[Task to carry out] Transcribe, verbatim, every line from the start of the entries through the line that contains "waiter therefore never"; include both boundary lines and omit all others.

[Stored data]
================

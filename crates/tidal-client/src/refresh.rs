//! Single-flight session refresh.
//!
//! A [`SessionRefresher`] owns the only piece of state shared by concurrent
//! calls: whether a refresh exchange is in flight. [`SessionRefresher::refresh`]
//! is a plain function that moves the state to `Refreshing` before it returns,
//! so any caller that asks afterwards (even before the first one awaits) joins
//! the same exchange instead of starting another.
//!
//! The exchange runs on its own task. Dropping every waiter therefore never
//! leaves the state stuck in `Refreshing`; the task always settles it.

use std::future::Future;
use std::sync::{Arc, Mutex, MutexGuard, PoisonError};

use async_trait::async_trait;
use futures_util::future::{BoxFuture, FutureExt, Shared};
use tidal_core::Notice;
use tracing::{debug, info, warn};

use crate::context::ClientContext;
use crate::error::{AuthFailure, ClientError};
use crate::types::{RefreshRequest, TokenGrant};

pub type RefreshResult = Result<String, ClientError>;

type PendingRefresh = Shared<BoxFuture<'static, RefreshResult>>;

#[derive(Debug, Clone, PartialEq, Eq)]
pub enum ExchangeError {
    /// The refresh endpoint answered with a non-2xx status.
    Rejected { status: u16 },
    /// A 2xx answer without a usable access token.
    Malformed(String),
    Transport(String),
}

/// Trades a refresh token for a new grant.
#[async_trait]
pub trait TokenExchange: Send + Sync {
    async fn exchange(&self, refresh_token: &str) -> Result<TokenGrant, ExchangeError>;
}

/// `POST <refresh_path>` with `{refresh_token}` and the refresh token as bearer.
pub struct HttpTokenExchange {
    http: reqwest::Client,
    url: reqwest::Url,
}

impl HttpTokenExchange {
    pub fn new(http: reqwest::Client, url: reqwest::Url) -> Self {
        Self { http, url }
    }
}

#[async_trait]
impl TokenExchange for HttpTokenExchange {
    async fn exchange(&self, refresh_token: &str) -> Result<TokenGrant, ExchangeError> {
        let response = self
            .http
            .post(self.url.clone())
            .bearer_auth(refresh_token)
            .json(&RefreshRequest { refresh_token })
            .send()
            .await
            .map_err(|err| ExchangeError::Transport(err.to_string()))?;
        let status = response.status();
        if !status.is_success() {
            return Err(ExchangeError::Rejected {
                status: status.as_u16(),
            });
        }
        let body = response
            .bytes()
            .await
            .map_err(|err| ExchangeError::Transport(err.to_string()))?;
        TokenGrant::from_body(&body).map_err(ExchangeError::Malformed)
    }
}

/// Handle on one refresh cycle.
#[derive(Clone)]
pub struct RefreshTicket {
    cycle: u64,
    pending: PendingRefresh,
}

impl RefreshTicket {
    /// Monotonic id of the cycle; every waiter of one exchange sees the same id.
    pub fn cycle(&self) -> u64 {
        self.cycle
    }

    pub async fn wait(self) -> RefreshResult {
        self.pending.await
    }
}

enum RefreshState {
    Idle,
    Refreshing(RefreshTicket),
}

struct Inner {
    ctx: ClientContext,
    exchange: Arc<dyn TokenExchange>,
    state: Mutex<RefreshState>,
    cycles: Mutex<u64>,
}

#[derive(Clone)]
pub struct SessionRefresher {
    inner: Arc<Inner>,
}

impl SessionRefresher {
    pub(crate) fn new(ctx: ClientContext, exchange: Arc<dyn TokenExchange>) -> Self {
        Self {
            inner: Arc::new(Inner {
                ctx,
                exchange,
                state: Mutex::new(RefreshState::Idle),
                cycles: Mutex::new(0),
            }),
        }
    }

    /// Resolves to a fresh access token, joining the in-flight exchange when
    /// there is one.
    pub fn refresh(&self) -> impl Future<Output = RefreshResult> + Send + 'static {
        self.ticket().wait()
    }

    /// Current cycle, starting a new exchange when idle.
    pub fn ticket(&self) -> RefreshTicket {
        let mut state = self.inner.lock_state();
        if let RefreshState::Refreshing(ticket) = &*state {
            debug!(event = "session_refresh_joined", cycle = ticket.cycle);
            return ticket.clone();
        }

        let cycle = self.inner.next_cycle();
        let task = tokio::spawn({
            let inner = Arc::clone(&self.inner);
            async move {
                let outcome = inner.run_exchange(cycle).await;
                inner.settle(cycle);
                outcome
            }
        });
        let inner = Arc::clone(&self.inner);
        let pending = async move {
            match task.await {
                Ok(outcome) => outcome,
                Err(err) => {
                    inner.settle(cycle);
                    Err(ClientError::Transport(format!("refresh task failed: {err}")))
                }
            }
        }
        .boxed()
        .shared();

        let ticket = RefreshTicket { cycle, pending };
        *state = RefreshState::Refreshing(ticket.clone());
        debug!(event = "session_refresh_started", cycle);
        ticket
    }

    /// The in-flight cycle, if any, without starting one.
    pub fn in_flight(&self) -> Option<RefreshTicket> {
        match &*self.inner.lock_state() {
            RefreshState::Idle => None,
            RefreshState::Refreshing(ticket) => Some(ticket.clone()),
        }
    }

    pub fn is_refreshing(&self) -> bool {
        self.in_flight().is_some()
    }

    /// Tears the session down without touching the refresh state: clears
    /// stored credentials, tells the user, and redirects to login.
    pub fn expire_session(&self) {
        self.inner.expire_session();
    }
}

impl Inner {
    fn lock_state(&self) -> MutexGuard<'_, RefreshState> {
        self.state.lock().unwrap_or_else(PoisonError::into_inner)
    }

    fn next_cycle(&self) -> u64 {
        let mut cycles = self.cycles.lock().unwrap_or_else(PoisonError::into_inner);
        *cycles += 1;
        *cycles
    }

    fn settle(&self, cycle: u64) {
        let mut state = self.lock_state();
        if matches!(&*state, RefreshState::Refreshing(ticket) if ticket.cycle == cycle) {
            *state = RefreshState::Idle;
        }
    }

    async fn run_exchange(&self, cycle: u64) -> RefreshResult {
        let refresh_token = match self.ctx.tokens.refresh_token() {
            Ok(Some(token)) => token,
            Ok(None) => return Err(self.fail(cycle, AuthFailure::NoRefreshToken)),
            Err(err) => {
                warn!(event = "session_refresh_store_failed", cycle, error = %err);
                return Err(self.fail(cycle, AuthFailure::NoRefreshToken));
            }
        };

        let grant = match self.exchange.exchange(&refresh_token).await {
            Ok(grant) => grant,
            Err(ExchangeError::Rejected { status }) => {
                return Err(self.fail(cycle, AuthFailure::RefreshRejected { status }));
            }
            Err(ExchangeError::Malformed(reason)) => {
                return Err(self.fail(cycle, AuthFailure::MalformedRefreshResponse(reason)));
            }
            Err(ExchangeError::Transport(reason)) => {
                warn!(event = "session_refresh_unreachable", cycle, error = %reason);
                self.ctx.notify(Notice::NetworkError);
                return Err(ClientError::Transport(reason));
            }
        };

        let stored = self
            .ctx
            .tokens
            .store_access_token(&grant.access_token)
            .and_then(|()| match grant.refresh_token.as_deref() {
                Some(rotated) => self.ctx.tokens.store_refresh_token(rotated),
                None => Ok(()),
            });
        if let Err(err) = stored {
            warn!(event = "session_refresh_store_failed", cycle, error = %err);
            self.ctx.notify(Notice::StorageUnavailable);
            return Err(err.into());
        }

        info!(event = "session_refreshed", cycle);
        Ok(grant.access_token)
    }

    fn fail(&self, cycle: u64, failure: AuthFailure) -> ClientError {
        warn!(event = "session_refresh_failed", cycle, reason = %failure);
        self.expire_session();
        ClientError::AuthTerminal(failure)
    }

    fn expire_session(&self) {
        self.ctx.tokens.clear();
        self.ctx.notify(Notice::SessionExpired);
        if !self.ctx.notifier.on_login_surface() {
            self.ctx.notifier.redirect_to_login();
        }
    }
}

================

[Solution to this task]
filename crates/tidal-client/src/refresh.rs
//! Single-flight session refresh.
//!
//! A [`SessionRefresher`] owns the only piece of state shared by concurrent
//! calls: whether a refresh exchange is in flight. [`SessionRefresher::refresh`]
//! is a plain function that moves the state to `Refreshing` before it returns,
//! so any caller that asks afterwards (even before the first one awaits) joins
//! the same exchange instead of starting another.
//!
//! The exchange runs on its own task. Dropping every waiter therefore never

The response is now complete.